2) Reduced trade deficit through energy independence. Build about 100 nuclear plants--what great stimulus projects!
3) Minimum 10-20% down payments for all homes.
4) Charge larger banks via an insurance premium to reflect their systemic risk.
5) Break up institutions that are "too big to fail." For example, a Bank of America could become 6 regional banks.
6) Bring back Glass-Steagal -- separate investment banks and depository banks as the cultures are incompatible.
7) Tax each purchase and sale of stocks and bonds, to pay for truly independent ratings.
8) Establish a panel to scrutinize new financial products the same way we do with food.
9) Require consolidation of all off-balance sheet entities.
10) Establish regulators with clear authority over each institutions type and staff them with former Wall St. types who know how these instruments actually work, so they can monitor / audit effectively.
11) Require certification for Board members for all larger financial institutions.
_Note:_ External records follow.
//! Dependency traits injected through a reducer's environment.

use chrono::{DateTime, Utc};

/// Abstracts time so expiry logic can be tested deterministically.
///
/// ```ignore
/// struct FixedClock { time: DateTime<Utc> }
/// impl Clock for FixedClock {
///     fn now(&self) -> DateTime<Utc> {
///         self.time
///     }
/// }
/// ```
pub trait Clock: Send + Sync {
    /// Get the current time
    fn now(&self) -> DateTime<Utc>;
}

/// Wall-clock time.
#[derive(Debug, Clone, Copy, Default)]
pub struct SystemClock;

impl Clock for SystemClock {
    fn now(&self) -> DateTime<Utc> {
        Utc::now()
    }
}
They should have a week of training / continuing education from accredited programs every other year on how to better handle their responsibilities.
12) Restrict short-selling during financial crises more generally and via the uptick rule.
13) Dramatically improve disclosure rules. Nobody knows what these companies are worth or had clear visibility to the risks under various housing scenarios. There should be ongoing "stress tests" reflected in the books of these companies and on their websites.

William L. Welch

March 14, 2009 06:21 PM

Things are worse today than they were in the aftermath of Sept 15, 2008.

The reality is the US government can seize or nationalize any institution operating under federal license for the benefit of the United States with no concurrent moral OR legal obligation to creditors of the nationalized institution beyond assets over and above guaranteed accounts (the US gov't is the first lien holder).

The most efficient path is to let financial institutions sell what they can before government auditors show up to value the institution and if necessary liquidate it.

The government can auction assets from institutions not capitalized at a survival standard, cover guaranteed assets first, then pay out the rest in some fair distribution with investors getting anything left after creditors are paid.

Bottom line: credit is going to be more expensive anyway, so where money came from (e.g. offshore) is not really an issue. Investing is not beanbag: them that puts their money down takes their chances.

Sounds simplistic and it is, but it will work because: 1) there is a lot more to it than a generation of wiped-out investors; 2) the US is the primary consumer nation; and 3) until the US starts consuming again, significant parts of the industrial world world are on hold.

Tom Krebsbach

March 15, 2009 12:20 AM

Tim Geithner wants to set up funds financed by the government and private investors to purchase toxic assets off the balance sheets of the banks. I am skeptical of this approach because I doubt anybody is going to be willing to pay a price for the assets that the banks will demand. Why should a bank sell a mortage backed security at a bargain basement price when there is a possibility that asset may end up being worth much more than anybody is willing to pay presently? Time has a way of healing many things. In this case, time may make whole, or near whole, assets that are viewed as extremely toxic at this point.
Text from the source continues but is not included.